Nanku held herself still and watched quietly.

Dusk and Dawn flew overhead. Jim did glance up as they passed, but it was too dark to see anything. Eric shouted again, and he helped the man up. Tony got himself out of the van and half-ran shakily toward a door in the back of the building.

Nanku directed Dusk around, using his eyes to read the sign at the front.

'Smith and Sons Lockingsmithing TM.'

Locksmiths.

Moving a few bugs through the building, Nanku found several safe's exactly like the one Jim, Tony, and Eric were breaking into. The image of their game came together fast. They deserved some credit for cleverness, but the lying was rather rotten. Selling safes to people and then breaking into their homes and robbing them.
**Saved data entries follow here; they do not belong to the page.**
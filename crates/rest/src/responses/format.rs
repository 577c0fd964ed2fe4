//! JSON response bodies.

use axum::{
    body::Body,
    http::{HeaderMap, HeaderValue, StatusCode, header},
    response::{IntoResponse, Response},
};
use serde::Serialize;

use crate::error::{RestError, RestResult};
use crate::responses::headers::content_type;

/// Serializes `content` as the body of a response with `headers`.
///
/// `headers` keep their own `Content-Type` when they carry one; otherwise
/// the untagged FHIR JSON type is used.
pub fn json_response<T: Serialize>(
    status: StatusCode,
    mut headers: HeaderMap,
    content: &T,
) -> RestResult<Response> {
    let body = serde_json::to_vec(content).map_err(|e| RestError::InternalError {
        message: format!("Failed to serialize response: {}", e),
    })?;

    if !headers.contains_key(header::CONTENT_TYPE) {
        if let Ok(value) = HeaderValue::from_str(&content_type(None)) {
            headers.insert(header::CONTENT_TYPE, value);
        }
    }

    Ok((status, headers, Body::from(body)).into_response())
}

#[cfg(test)]
mod tests {
    use super::*;
    use serde_json::json;

    #[test]
    fn test_keeps_content_type() {
        let mut headers = HeaderMap::new();
        headers.insert(
            header::CONTENT_TYPE,
            HeaderValue::from_static("application/fhir+json; fhirVersion=6.0.0"),
        );
        let response = json_response(StatusCode::OK, headers, &json!({"a": 1})).unwrap();

        assert_eq!(
            response.headers().get(header::CONTENT_TYPE).unwrap(),
            "application/fhir+json; fhirVersion=6.0.0"
        );
    }

    #[test]
    fn test_defaults_content_type() {
        let response =
            json_response(StatusCode::CREATED, HeaderMap::new(), &json!({"a": 1})).unwrap();

        assert_eq!(response.status(), StatusCode::CREATED);
        assert_eq!(
            response.headers().get(header::CONTENT_TYPE).unwrap(),
            "application/fhir+json"
        );
    }
}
"If they weren't shameful"—Nanku withdrew the blades and stood—"they wouldn't be bad bloods."

The store itself was dark with a closed sign in the door. It was the basement where lights were on, and several angry voices rang.

There were six men, but two were the ones talking. One was Eric and the other a man with a deeper voice.

She waited a moment, but making out their words was harder through walls and with only a few bugs.

No matter.

She could wait.

Nanku scaled her way onto the roof of the building and sat.

Dusk and Dawn settled at her sides. it was a good chance for them to rest and they were far from the center of the city. Nanku didn't see any flying people in the sky. Even if one happened by, the area around the Locksmith was dark and more shadowed. She'd have time to hide if need be.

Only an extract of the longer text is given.